The novelty of in this study can be summarized as a comparative analysis and investigation of the effect of different transformer methods on success. Verification of ViT's diagnostic efficacy for various retinal disorders such as CNV, drusen and DME is infrequent.
The main contributions of this study are as follows:
-
We point to an automatic diagnosis system to avoid delays in the diagnosis process brought about by the difficulty of meaningful analysis of images by medical professionals as a result of the increasing number of daily OCT scans taken in medical centers.
-
By going beyond the existing methods in the literature, we show the success of the use of transformers in the classification of retinal diseases.
-
We reveal the idea of the applicability of the method used for the analysis and classification of different biomedical images.
-
We demonstrate the success of transformers in terms of calculation efficiency and accuracy.
-
To show the success of the evaluation results of the proposed model, it is compared with the results obtained in the literature.
-
Comparative studies have been conducted with ViT, T2T-ViT and Mobile-ViT and on retinal OCT images. There are no similar comparative analyses, according to our best knowledge.
Materials and methods
Dataset
We used publicly available open-access Labeled Optical Coherence Tomography (OCT) and Chest X-Ray Images dataset for experimenbts [26]. Original dataset has 84,495 OCT images divided into four categories: CNV, drusen, DME and normal. The distribution among the classes in the dataset is unequal. The success of the predictive model requires that the amount of data used to solve the retinal diseases classification problem be established with equal or approximate data sizes for each class label. A total of 34,464 data are taken, with 8,616 for each class used in the training and testing process. The total number of images in the original dataset and the number of images used are given in Table 1 and characteristics of patients are given Table 2.

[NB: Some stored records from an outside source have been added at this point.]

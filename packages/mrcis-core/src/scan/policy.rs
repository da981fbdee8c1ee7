//! Static tables backing the inclusion policy (§4.D steps 2, 3 and 7).

use std::collections::HashSet;

use once_cell::sync::Lazy;

/// Directory segments never descended into, regardless of configuration.
pub const ALWAYS_EXCLUDED_DIRS: &[&str] = &[
    ".git",
    ".mrcis",
    "__pycache__",
    ".pytest_cache",
    "node_modules",
    ".venv",
    "vendor",
    "dist",
    "build",
];

/// Extensions treated as binary/generated and never indexed.
pub const EXCLUDED_EXTENSIONS: &[&str] = &[
    "pyc", "so", "dll", "exe", "class", "jar", "png", "jpg", "jpeg", "gif", "bmp", "ico", "svg",
    "pdf", "zip", "tar", "gz", "bz2", "7z", "rar", "woff", "woff2", "ttf", "eot", "wasm",
];

/// Filenames with no extension that are still indexable (matched exactly,
/// case-sensitive — matching the conventional casing of each tool).
pub const EXTENSIONLESS_INDEXABLE_NAMES: &[&str] = &["Dockerfile", "Rakefile", "Gemfile", "Makefile"];

pub static INDEXABLE_EXTENSIONS: Lazy<HashSet<&'static str>> = Lazy::new(|| {
    [
        "py", "pyi", "ts", "tsx", "js", "jsx", "go", "rs", "rb", "rake", "java", "kt", "json",
        "yaml", "yml", "toml", "html", "htm", "md", "markdown",
    ]
    .into_iter()
    .collect()
});

pub fn is_excluded_extension(ext: &str) -> bool {
    EXCLUDED_EXTENSIONS.contains(&ext.to_ascii_lowercase().as_str())
}

pub fn is_indexable_extension(ext: &str) -> bool {
    INDEXABLE_EXTENSIONS.contains(ext.to_ascii_lowercase().as_str())
}

pub fn is_extensionless_indexable(file_name: &str) -> bool {
    EXTENSIONLESS_INDEXABLE_NAMES.contains(&file_name) || file_name.starts_with("Dockerfile.")
}

#[cfg(test)]
mod tests {
    use super::*;
    use proptest::prelude::*;

    proptest! {
        #[test]
        fn extension_checks_are_case_insensitive(ext in "[a-zA-Z]{1,8}") {
            prop_assert_eq!(is_excluded_extension(&ext), is_excluded_extension(&ext.to_ascii_uppercase()));
            prop_assert_eq!(is_indexable_extension(&ext), is_indexable_extension(&ext.to_ascii_uppercase()));
        }

        #[test]
        fn no_extension_is_both_excluded_and_indexable(ext in "[a-zA-Z0-9]{1,8}") {
            prop_assert!(!(is_excluded_extension(&ext) && is_indexable_extension(&ext)));
        }
    }
}
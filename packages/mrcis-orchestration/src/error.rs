//! Error types for the orchestration layer (§7): storage and embedding
//! failures are wrapped, not re-derived, since the store and embedding
//! client already classify retryability themselves.

use thiserror::Error;

pub type Result<T> = std::result::Result<T, OrchestratorError>;

#[derive(Error, Debug)]
pub enum OrchestratorError {
    #[error("storage error: {0}")]
    Storage(#[from] mrcis_storage::StorageError),

    #[error("core error: {0}")]
    Core(#[from] mrcis_core::CoreError),

    #[error("repository not found: {0}")]
    RepositoryNotFound(String),

    #[error("entity not found: {0}")]
    EntityNotFound(String),

    #[error("read-only: this instance does not hold the write lock")]
    ReadOnly,

    #[error("configuration error: {0}")]
    Config(String),

    #[error("watcher error: {0}")]
    Watcher(String),

    #[error("io error: {0}")]
    Io(#[from] std::io::Error),

    #[error(transparent)]
    Other(#[from] anyhow::Error),
}

impl OrchestratorError {
    pub fn config(msg: impl Into<String>) -> Self {
        Self::Config(msg.into())
    }

    pub fn watcher(msg: impl Into<String>) -> Self {
        Self::Watcher(msg.into())
    }

    /// Whether retrying the operation that produced this error might
    /// succeed (§7). Storage/embedding errors defer to their own
    /// `retryable` classification; everything else here is terminal.
    pub fn is_retryable(&self) -> bool {
        match self {
            OrchestratorError::Core(e) => e.retryable,
            OrchestratorError::Storage(_) => true,
            _ => false,
        }
    }
}
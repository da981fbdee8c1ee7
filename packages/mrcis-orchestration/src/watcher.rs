//! File watcher + event router (§4.I). One OS-level watcher thread per
//! configured repository posts raw events to a shared channel; a single
//! router task on the scheduler debounces by path and dispatches into
//! the indexing entry point. Only the lock holder runs this (§4.I
//! "reader instances do not watch").

use std::collections::HashMap;
use std::path::{Path, PathBuf};
use std::sync::Arc;
use std::time::{Duration, Instant};

use notify::{EventKind, RecommendedWatcher, RecursiveMode, Watcher};
use tracing::{error, info, warn};

use mrcis_core::model::FileStatus;
use mrcis_core::scan::Scanner;

use crate::error::Result;
use crate::pipeline::{IndexingPipeline, RepoRoots};

/// A raw, not-yet-debounced filesystem change.
#[derive(Debug, Clone, Copy, PartialEq, Eq)]
enum RawKind {
    Created,
    Modified,
    Deleted,
}

#[derive(Debug, Clone)]
struct RawEvent {
    kind: RawKind,
    path: PathBuf,
    repository_id: String,
}

/// Spawns one native watcher per repository root and a router task that
/// debounces and dispatches. Returns a handle whose drop stops the
/// watcher threads.
pub struct FileWatcher {
    pipeline: Arc<IndexingPipeline>,
    repo_roots: RepoRoots,
    debounce: Duration,
}

impl FileWatcher {
    pub fn new(pipeline: Arc<IndexingPipeline>, repo_roots: RepoRoots, debounce_ms: u64) -> Self {
        Self { pipeline, repo_roots, debounce: Duration::from_millis(debounce_ms) }
    }

    /// Runs until `shutdown` fires. The watcher's own join timeout is 5s
    /// (§5); stragglers are abandoned rather than awaited indefinitely.
    pub async fn run(&self, repository_id: &str, mut shutdown: tokio::sync::watch::Receiver<bool>) -> Result<()> {
        let repo_root = self
            .repo_roots
            .get(repository_id)
            .map(|r| r.clone())
            .ok_or_else(|| crate::error::OrchestratorError::watcher(format!("unknown repository {repository_id}")))?;

        let (tx, mut rx) = tokio::sync::mpsc::unbounded_channel::<RawEvent>();
        let repo_id_owned = repository_id.to_string();
        let root_for_thread = repo_root.clone();

        let (watcher_thread, watcher_handle) = spawn_native_watcher(root_for_thread, repo_id_owned, tx)?;

        let mut pending: HashMap<PathBuf, (RawKind, Instant)> = HashMap::new();
        let mut tick = tokio::time::interval(self.debounce / 2 + Duration::from_millis(1));

        loop {
            tokio::select! {
                _ = shutdown.changed() => {
                    if *shutdown.borrow() {
                        break;
                    }
                }
                event = rx.recv() => {
                    match event {
                        Some(event) => {
                            pending.insert(event.path, (event.kind, Instant::now()));
                        }
                        None => break,
                    }
                }
                _ = tick.tick() => {
                    self.flush_debounced(&mut pending, &repo_root, repository_id);
                }
            }
        }

        drop(watcher_handle);
        if watcher_thread.join_timeout(Duration::from_secs(5)).is_err() {
            warn!(repository_id, "watcher thread did not join within 5s, abandoning");
        }
        Ok(())
    }

    fn flush_debounced(&self, pending: &mut HashMap<PathBuf, (RawKind, Instant)>, repo_root: &Path, repository_id: &str) {
        let now = Instant::now();
        let ready: Vec<PathBuf> = pending
            .iter()
            .filter(|(_, (_, at))| now.duration_since(*at) >= self.debounce)
            .map(|(path, _)| path.clone())
            .collect();

        for path in ready {
            let (kind, _) = pending.remove(&path).unwrap();
            self.route(&path, kind, repo_root, repository_id);
        }
    }

    /// Router logic (§4.I): created/modified enqueue through the
    /// indexing entry point; deleted re-stats first since an atomic
    /// save looks like delete-then-create.
    fn route(&self, path: &Path, kind: RawKind, repo_root: &Path, repository_id: &str) {
        match kind {
            RawKind::Created | RawKind::Modified => {
                if let Err(e) = self.pipeline.index_file(path, repository_id, repo_root) {
                    error!(path = %path.display(), error = %e, "failed to enqueue changed file");
                }
            }
            RawKind::Deleted => {
                if path.exists() {
                    if let Err(e) = self.pipeline.index_file(path, repository_id, repo_root) {
                        error!(path = %path.display(), error = %e, "failed to re-index atomically-replaced file");
                    }
                    return;
                }
                self.handle_removed(path, repo_root, repository_id);
            }
        }
    }

    fn handle_removed(&self, path: &Path, repo_root: &Path, repository_id: &str) {
        let relative = path.strip_prefix(repo_root).unwrap_or(path).to_string_lossy().replace('\\', "/");
        match self.pipeline.state_store().get_file_by_path(repository_id, &relative) {
            Ok(Some(file)) => {
                if let Err(e) = self.pipeline.vector_store().delete_by_file(&file.id) {
                    error!(path = %path.display(), error = %e, "failed to delete vectors for removed file");
                }
                if let Err(e) = self.pipeline.state_store().delete_entities_for_file(&file.id) {
                    error!(path = %path.display(), error = %e, "failed to delete entities for removed file");
                }
                if let Err(e) = self.pipeline.state_store().update_file_status(&file.id, FileStatus::Deleted) {
                    error!(path = %path.display(), error = %e, "failed to mark file deleted");
                }
                info!(path = %path.display(), "file removed and marked deleted");
            }
            Ok(None) => {}
            Err(e) => error!(path = %path.display(), error = %e, "failed to look up removed file"),
        }
    }
}

/// Wraps the blocking native watcher so it can be dropped to stop
/// delivering events and joined with a bounded timeout.
struct NativeWatcherThread(std::thread::JoinHandle<()>);

impl NativeWatcherThread {
    fn join_timeout(self, timeout: Duration) -> std::result::Result<(), ()> {
        let start = Instant::now();
        while !self.0.is_finished() {
            if start.elapsed() > timeout {
                return Err(());
            }
            std::thread::sleep(Duration::from_millis(20));
        }
        let _ = self.0.join();
        Ok(())
    }
}

fn spawn_native_watcher(
    root: PathBuf,
    repository_id: String,
    tx: tokio::sync::mpsc::UnboundedSender<RawEvent>,
) -> Result<(NativeWatcherThread, RecommendedWatcher)> {
    let scanner_root = root.clone();
    let (inner_tx, inner_rx) = std::sync::mpsc::channel::<notify::Result<notify::Event>>();

    let mut watcher = notify::recommended_watcher(move |res| {
        let _ = inner_tx.send(res);
    })
    .map_err(|e| crate::error::OrchestratorError::watcher(format!("failed to start watcher: {e}")))?;
    watcher
        .watch(&root, RecursiveMode::Recursive)
        .map_err(|e| crate::error::OrchestratorError::watcher(format!("failed to watch {}: {e}", root.display())))?;

    let files_config = mrcis_core::config::FilesConfig::default();
    let thread = std::thread::spawn(move || {
        let scanner = match Scanner::new(&scanner_root, &files_config) {
            Ok(s) => s,
            Err(e) => {
                error!(repository_id, error = %e, "failed to build scanner for watcher thread");
                return;
            }
        };
        for res in inner_rx {
            let event = match res {
                Ok(event) => event,
                Err(e) => {
                    warn!(repository_id, error = %e, "watcher backend reported an error");
                    continue;
                }
            };
            for raw in classify(&event, &scanner) {
                let raw = RawEvent { repository_id: repository_id.clone(), ..raw };
                if tx.send(raw).is_err() {
                    return;
                }
            }
        }
    });

    Ok((NativeWatcherThread(thread), watcher))
}

/// Ignores directory events and anything the inclusion policy rejects
/// or that looks like a transient state-store file.
fn classify(event: &notify::Event, scanner: &Scanner) -> Vec<RawEvent> {
    let mut out = Vec::new();
    for path in &event.paths {
        if path.is_dir() {
            continue;
        }
        if is_transient_store_file(path) {
            continue;
        }
        let accepted = scanner.accepts(path);
        let kind = match event.kind {
            EventKind::Create(_) => {
                if accepted {
                    Some(RawKind::Created)
                } else {
                    None
                }
            }
            EventKind::Modify(_) => {
                if accepted {
                    Some(RawKind::Modified)
                } else {
                    None
                }
            }
            EventKind::Remove(_) => Some(RawKind::Deleted),
            _ => None,
        };
        if let Some(kind) = kind {
            out.push(RawEvent { kind, path: path.clone(), repository_id: String::new() });
        }
    }
    out
}

fn is_transient_store_file(path: &Path) -> bool {
    path.file_name()
        .and_then(|n| n.to_str())
        .map(|name| name.ends_with("-journal") || name.ends_with("-wal") || name.ends_with("-shm"))
        .unwrap_or(false)
}

#[cfg(test)]
mod tests {
    use super::*;

    #[test]
    fn transient_store_files_are_recognized() {
        assert!(is_transient_store_file(Path::new("state.db-wal")));
        assert!(is_transient_store_file(Path::new("state.db-journal")));
        assert!(is_transient_store_file(Path::new("state.db-shm")));
        assert!(!is_transient_store_file(Path::new("state.db")));
    }
}
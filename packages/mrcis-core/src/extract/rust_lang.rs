//! Rust extractor (§4.F table row 5): modules, structs, enums, traits
//! (as abstract classes), functions, impls (as methods), use statements
//! with alias/glob handling.

use std::path::Path;

use tree_sitter::{Node, Parser};

use crate::model::{
    ClassAttributes, CodeEntity, EntityAttributes, EntityKind, FunctionAttributes, ImportAttributes,
    MethodAttributes, Parameter, PendingReference, RelationType,
};

use super::context::{ExtractionContext, ExtractionResult};
use super::support::{classify_call_site, dedup_call_sites, is_instantiation, join_qualified_name, new_reference_id, split_receiver, stable_entity_id, CallSite};
use super::Extractor;

pub struct RustExtractor;

impl Extractor for RustExtractor {
    fn supports(&self, path: &Path) -> bool {
        path.extension().and_then(|e| e.to_str()) == Some("rs")
    }

    fn extract(&self, ctx: &ExtractionContext) -> ExtractionResult {
        let started = std::time::Instant::now();
        let mut result = ExtractionResult::empty(ctx, "rust");

        let mut parser = Parser::new();
        if parser.set_language(&tree_sitter_rust::language()).is_err() {
            result.parse_errors.push("failed to initialize rust grammar".to_string());
            return result;
        }
        let tree = match parser.parse(&ctx.source_bytes, None) {
            Some(t) => t,
            None => {
                result.parse_errors.push("rust parse failed".to_string());
                return result;
            }
        };

        let module = ctx.module_segment();
        let mut walker = Walker { ctx, module: &module, result: &mut result };
        walker.visit_block(tree.root_node(), &[]);

        result.extraction_time_ms = started.elapsed().as_millis() as u64;
        result
    }

    fn supported_extensions(&self) -> &'static [&'static str] {
        &["rs"]
    }

    fn language_name(&self) -> &'static str {
        "rust"
    }
}

struct Walker<'a> {
    ctx: &'a ExtractionContext,
    module: &'a str,
    result: &'a mut ExtractionResult,
}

The main reasons of problems by deep learning models is that they may encounter problems with overfitting or underfitting during training. The validation data obtained by dividing the training data is not used for training, it is used to measure the performance of the model during training. For this reason, within the scope of the study, it is aimed to create validation data with a split ratio of 0.1 and to use the results obtained with these data in the back propagation process to ensure that they directly affect the learning process. It was determined as a total of 968 test data with 242 data from each class. The distribution of training and test data used in the study is shown in Fig. 1.
Proposed model
To evaluate the classification effects of different networks for optical coherence tomography images we use three kinds of transformer based network architecture based on the attention mechanism: ViT, T2T-ViT, Mobile-ViT. The transformer models have been supported with sufficient data and more accurate predictions have been pointed out. Figure 2 is shown the framework of the proposed approaches for retinal disease detection.
Vision transformer model
Vision Transformer (ViT) model essentially creates the image it takes as an input as a series of image patches by processing it. Accordingly, it predicts the class label. The concept of pixel is the most basic unit for the analysis of each image. However, considering the computational relations for each pixel, large costs may arise in terms of computational efficiency. Instead, ViT significantly reduces the semantic relationships between pixels by breaking down the image into patches, thus aiming to reduce costs. Patch are placed in a row. These embedded embeds are learnable vectors. The ViT structure obtains it by multiplying each segment by the embedding matrix, ensuring that it takes a linear order. The extracted results are transferred to the transformer encoder by position embedding. Transformer encoder structure includes a multi-head self-attention layer, multi-layer perceptron layer and norm layer. Here, the self-attention layer ensures that information is embedded throughout the image. The model learns the training data to be able to reconstruct the structure of the image. The MLP layer applies the classification header for image classification [27]. The ViT architecture model is shown in Fig. 3.
The T2T-ViT model is based on the ViT structure. The T2T-ViT model works by adopting the image as a language and encoding the image pixels as tokens. Tokens are the biggest feature that distinguishes T2T-ViT from ViT [28]. T2T-ViT architecture model is shown in Fig. 4.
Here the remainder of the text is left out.